Problem details:
Copy out the entries that follow, exactly as written.

Data supplied:
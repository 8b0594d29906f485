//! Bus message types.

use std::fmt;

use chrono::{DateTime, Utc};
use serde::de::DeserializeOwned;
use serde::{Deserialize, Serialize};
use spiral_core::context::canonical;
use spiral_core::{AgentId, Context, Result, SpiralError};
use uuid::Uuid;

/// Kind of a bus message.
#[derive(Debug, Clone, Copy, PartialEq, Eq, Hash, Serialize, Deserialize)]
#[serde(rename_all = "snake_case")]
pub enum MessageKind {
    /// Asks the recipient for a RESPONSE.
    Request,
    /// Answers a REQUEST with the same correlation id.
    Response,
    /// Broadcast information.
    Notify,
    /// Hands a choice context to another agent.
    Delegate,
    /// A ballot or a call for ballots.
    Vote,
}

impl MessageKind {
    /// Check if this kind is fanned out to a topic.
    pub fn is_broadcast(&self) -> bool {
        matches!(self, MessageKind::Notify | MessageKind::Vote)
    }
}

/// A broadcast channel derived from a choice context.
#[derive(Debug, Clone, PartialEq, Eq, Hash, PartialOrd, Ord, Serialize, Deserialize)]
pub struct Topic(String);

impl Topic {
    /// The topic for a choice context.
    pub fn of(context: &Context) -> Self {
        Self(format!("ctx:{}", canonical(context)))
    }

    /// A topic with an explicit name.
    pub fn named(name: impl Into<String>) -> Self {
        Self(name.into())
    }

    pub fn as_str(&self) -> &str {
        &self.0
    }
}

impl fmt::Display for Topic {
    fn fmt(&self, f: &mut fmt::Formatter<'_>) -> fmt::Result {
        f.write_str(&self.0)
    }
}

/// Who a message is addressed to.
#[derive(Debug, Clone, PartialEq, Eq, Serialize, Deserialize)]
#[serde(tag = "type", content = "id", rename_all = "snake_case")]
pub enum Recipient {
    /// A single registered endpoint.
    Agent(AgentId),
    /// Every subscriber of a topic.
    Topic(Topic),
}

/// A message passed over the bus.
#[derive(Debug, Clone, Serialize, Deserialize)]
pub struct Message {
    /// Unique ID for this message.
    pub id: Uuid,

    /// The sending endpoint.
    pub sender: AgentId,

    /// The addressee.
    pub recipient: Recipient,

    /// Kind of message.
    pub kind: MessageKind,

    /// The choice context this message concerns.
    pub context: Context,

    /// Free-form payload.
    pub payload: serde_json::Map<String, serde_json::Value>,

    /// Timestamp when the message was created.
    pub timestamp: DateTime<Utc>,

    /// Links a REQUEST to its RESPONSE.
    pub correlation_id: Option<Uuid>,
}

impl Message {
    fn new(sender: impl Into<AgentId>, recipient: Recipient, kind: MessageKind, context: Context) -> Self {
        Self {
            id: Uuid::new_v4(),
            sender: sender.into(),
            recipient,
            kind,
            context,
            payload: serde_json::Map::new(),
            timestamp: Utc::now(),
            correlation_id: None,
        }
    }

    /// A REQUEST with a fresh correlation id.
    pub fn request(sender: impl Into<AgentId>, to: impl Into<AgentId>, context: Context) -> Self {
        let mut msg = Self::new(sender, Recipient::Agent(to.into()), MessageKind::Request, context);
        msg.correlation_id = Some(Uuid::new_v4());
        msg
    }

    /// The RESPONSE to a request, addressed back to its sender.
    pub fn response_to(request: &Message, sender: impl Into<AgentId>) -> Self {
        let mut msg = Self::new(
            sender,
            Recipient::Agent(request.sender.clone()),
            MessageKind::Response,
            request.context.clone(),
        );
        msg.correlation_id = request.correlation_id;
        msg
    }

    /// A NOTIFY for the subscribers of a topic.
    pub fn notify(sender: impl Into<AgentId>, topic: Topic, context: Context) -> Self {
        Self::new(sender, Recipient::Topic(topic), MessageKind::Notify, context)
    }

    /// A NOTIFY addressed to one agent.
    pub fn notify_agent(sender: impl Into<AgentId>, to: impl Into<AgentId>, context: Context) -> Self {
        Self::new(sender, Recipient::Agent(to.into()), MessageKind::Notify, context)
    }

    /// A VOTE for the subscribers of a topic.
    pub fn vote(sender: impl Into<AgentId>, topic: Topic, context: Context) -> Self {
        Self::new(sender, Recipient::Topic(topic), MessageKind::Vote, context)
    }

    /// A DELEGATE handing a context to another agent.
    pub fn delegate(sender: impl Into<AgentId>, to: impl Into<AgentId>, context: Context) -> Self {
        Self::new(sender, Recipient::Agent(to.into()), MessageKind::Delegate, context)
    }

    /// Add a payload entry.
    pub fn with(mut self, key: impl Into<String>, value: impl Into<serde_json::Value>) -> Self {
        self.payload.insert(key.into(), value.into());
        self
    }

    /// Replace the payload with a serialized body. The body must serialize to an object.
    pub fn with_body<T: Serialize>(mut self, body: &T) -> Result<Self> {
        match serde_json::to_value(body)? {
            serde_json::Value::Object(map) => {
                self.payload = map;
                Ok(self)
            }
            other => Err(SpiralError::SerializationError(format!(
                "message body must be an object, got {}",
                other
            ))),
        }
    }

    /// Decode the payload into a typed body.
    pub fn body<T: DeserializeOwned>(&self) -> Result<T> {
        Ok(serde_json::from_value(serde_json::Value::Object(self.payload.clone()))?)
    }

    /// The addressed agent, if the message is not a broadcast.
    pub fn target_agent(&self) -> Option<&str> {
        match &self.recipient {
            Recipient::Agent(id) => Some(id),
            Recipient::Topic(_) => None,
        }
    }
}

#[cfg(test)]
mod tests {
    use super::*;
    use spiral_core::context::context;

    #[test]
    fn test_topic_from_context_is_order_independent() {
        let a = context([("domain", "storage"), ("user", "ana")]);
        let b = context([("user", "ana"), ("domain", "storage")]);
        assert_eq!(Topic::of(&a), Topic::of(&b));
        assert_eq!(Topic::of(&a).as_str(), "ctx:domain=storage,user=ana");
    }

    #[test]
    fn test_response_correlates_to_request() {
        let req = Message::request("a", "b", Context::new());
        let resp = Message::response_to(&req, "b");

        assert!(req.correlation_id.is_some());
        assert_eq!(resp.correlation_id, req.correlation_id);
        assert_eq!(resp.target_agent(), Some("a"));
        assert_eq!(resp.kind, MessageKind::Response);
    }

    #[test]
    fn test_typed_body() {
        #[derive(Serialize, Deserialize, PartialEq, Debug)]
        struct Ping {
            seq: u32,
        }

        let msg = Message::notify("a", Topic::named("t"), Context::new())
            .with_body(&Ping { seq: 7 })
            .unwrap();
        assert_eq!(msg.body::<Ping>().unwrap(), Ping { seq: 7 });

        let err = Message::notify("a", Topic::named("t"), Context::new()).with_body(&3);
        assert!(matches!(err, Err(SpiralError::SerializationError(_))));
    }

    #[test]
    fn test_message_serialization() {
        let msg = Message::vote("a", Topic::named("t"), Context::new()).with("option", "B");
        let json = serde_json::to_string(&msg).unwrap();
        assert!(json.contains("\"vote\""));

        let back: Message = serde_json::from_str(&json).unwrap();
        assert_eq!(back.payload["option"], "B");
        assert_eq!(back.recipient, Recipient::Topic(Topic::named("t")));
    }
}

Response to this task:
repository 8b0594d29906f485
//! Bus message types.

use std::fmt;

use chrono::{DateTime, Utc};
use serde::de::DeserializeOwned;
use serde::{Deserialize, Serialize};
use spiral_core::context::canonical;
use spiral_core::{AgentId, Context, Result, SpiralError};
use uuid::Uuid;

/// Kind of a bus message.
#[derive(Debug, Clone, Copy, PartialEq, Eq, Hash, Serialize, Deserialize)]
#[serde(rename_all = "snake_case")]
pub enum MessageKind {
    /// Asks the recipient for a RESPONSE.
    Request,
    /// Answers a REQUEST with the same correlation id.
    Response,
    /// Broadcast information.
    Notify,
    /// Hands a choice context to another agent.
    Delegate,
    /// A ballot or a call for ballots.
    Vote,
}

impl MessageKind {
    /// Check if this kind is fanned out to a topic.
    pub fn is_broadcast(&self) -> bool {
        matches!(self, MessageKind::Notify | MessageKind::Vote)
    }
}

/// A broadcast channel derived from a choice context.
#[derive(Debug, Clone, PartialEq, Eq, Hash, PartialOrd, Ord, Serialize, Deserialize)]
pub struct Topic(String);

impl Topic {
    /// The topic for a choice context.
    pub fn of(context: &Context) -> Self {
        Self(format!("ctx:{}", canonical(context)))
    }

    /// A topic with an explicit name.
    pub fn named(name: impl Into<String>) -> Self {
        Self(name.into())
    }

    pub fn as_str(&self) -> &str {
        &self.0
    }
}

impl fmt::Display for Topic {
    fn fmt(&self, f: &mut fmt::Formatter<'_>) -> fmt::Result {
        f.write_str(&self.0)
    }
}

/// Who a message is addressed to.
#[derive(Debug, Clone, PartialEq, Eq, Serialize, Deserialize)]
#[serde(tag = "type", content = "id", rename_all = "snake_case")]
pub enum Recipient {
    /// A single registered endpoint.
    Agent(AgentId),
    /// Every subscriber of a topic.
    Topic(Topic),
}

/// A message passed over the bus.
#[derive(Debug, Clone, Serialize, Deserialize)]
pub struct Message {
    /// Unique ID for this message.
    pub id: Uuid,

    /// The sending endpoint.
    pub sender: AgentId,

    /// The addressee.
    pub recipient: Recipient,

    /// Kind of message.
    pub kind: MessageKind,

    /// The choice context this message concerns.
    pub context: Context,

    /// Free-form payload.
    pub payload: serde_json::Map<String, serde_json::Value>,

    /// Timestamp when the message was created.
    pub timestamp: DateTime<Utc>,

    /// Links a REQUEST to its RESPONSE.
    pub correlation_id: Option<Uuid>,
}

impl Message {
    fn new(sender: impl Into<AgentId>, recipient: Recipient, kind: MessageKind, context: Context) -> Self {
        Self {
            id: Uuid::new_v4(),
            sender: sender.into(),
            recipient,
            kind,
            context,
            payload: serde_json::Map::new(),
            timestamp: Utc::now(),
            correlation_id: None,
        }
    }

    /// A REQUEST with a fresh correlation id.
    pub fn request(sender: impl Into<AgentId>, to: impl Into<AgentId>, context: Context) -> Self {
        let mut msg = Self::new(sender, Recipient::Agent(to.into()), MessageKind::Request, context);
        msg.correlation_id = Some(Uuid::new_v4());
        msg
    }

    /// The RESPONSE to a request, addressed back to its sender.
    pub fn response_to(request: &Message, sender: impl Into<AgentId>) -> Self {
        let mut msg = Self::new(
            sender,
            Recipient::Agent(request.sender.clone()),
            MessageKind::Response,
            request.context.clone(),
        );
        msg.correlation_id = request.correlation_id;
        msg
    }

    /// A NOTIFY for the subscribers of a topic.
    pub fn notify(sender: impl Into<AgentId>, topic: Topic, context: Context) -> Self {
        Self::new(sender, Recipient::Topic(topic), MessageKind::Notify, context)
    }

    /// A NOTIFY addressed to one agent.
    pub fn notify_agent(sender: impl Into<AgentId>, to: impl Into<AgentId>, context: Context) -> Self {
        Self::new(sender, Recipient::Agent(to.into()), MessageKind::Notify, context)
    }

    /// A VOTE for the subscribers of a topic.
    pub fn vote(sender: impl Into<AgentId>, topic: Topic, context: Context) -> Self {
        Self::new(sender, Recipient::Topic(topic), MessageKind::Vote, context)
    }

    /// A DELEGATE handing a context to another agent.
    pub fn delegate(sender: impl Into<AgentId>, to: impl Into<AgentId>, context: Context) -> Self {
        Self::new(sender, Recipient::Agent(to.into()), MessageKind::Delegate, context)
    }

    /// Add a payload entry.
    pub fn with(mut self, key: impl Into<String>, value: impl Into<serde_json::Value>) -> Self {
        self.payload.insert(key.into(), value.into());
        self
    }

    /// Replace the payload with a serialized body. The body must serialize to an object.
    pub fn with_body<T: Serialize>(mut self, body: &T) -> Result<Self> {
        match serde_json::to_value(body)? {
            serde_json::Value::Object(map) => {
                self.payload = map;
                Ok(self)
            }
            other => Err(SpiralError::SerializationError(format!(
                "message body must be an object, got {}",
                other
            ))),
        }
    }

    /// Decode the payload into a typed body.
    pub fn body<T: DeserializeOwned>(&self) -> Result<T> {
        Ok(serde_json::from_value(serde_json::Value::Object(self.payload.clone()))?)
    }

    /// The addressed agent, if the message is not a broadcast.
    pub fn target_agent(&self) -> Option<&str> {
        match &self.recipient {
            Recipient::Agent(id) => Some(id),
            Recipient::Topic(_) => None,
        }
    }
}

#[cfg(test)]
mod tests {
    use super::*;
    use spiral_core::context::context;

    #[test]
    fn test_topic_from_context_is_order_independent() {
        let a = context([("domain", "storage"), ("user", "ana")]);
        let b = context([("user", "ana"), ("domain", "storage")]);
        assert_eq!(Topic::of(&a), Topic::of(&b));
        assert_eq!(Topic::of(&a).as_str(), "ctx:domain=storage,user=ana");
    }

    #[test]
    fn test_response_correlates_to_request() {
        let req = Message::request("a", "b", Context::new());
        let resp = Message::response_to(&req, "b");

        assert!(req.correlation_id.is_some());
        assert_eq!(resp.correlation_id, req.correlation_id);
        assert_eq!(resp.target_agent(), Some("a"));
        assert_eq!(resp.kind, MessageKind::Response);
    }

    #[test]
    fn test_typed_body() {
        #[derive(Serialize, Deserialize, PartialEq, Debug)]
        struct Ping {
            seq: u32,
        }

        let msg = Message::notify("a", Topic::named("t"), Context::new())
            .with_body(&Ping { seq: 7 })
            .unwrap();
        assert_eq!(msg.body::<Ping>().unwrap(), Ping { seq: 7 });

        let err = Message::notify("a", Topic::named("t"), Context::new()).with_body(&3);
        assert!(matches!(err, Err(SpiralError::SerializationError(_))));
    }

    #[test]
    fn test_message_serialization() {
        let msg = Message::vote("a", Topic::named("t"), Context::new()).with("option", "B");
        let json = serde_json::to_string(&msg).unwrap();
        assert!(json.contains("\"vote\""));

        let back: Message = serde_json::from_str(&json).unwrap();
        assert_eq!(back.payload["option"], "B");
        assert_eq!(back.recipient, Recipient::Topic(Topic::named("t")));
    }
}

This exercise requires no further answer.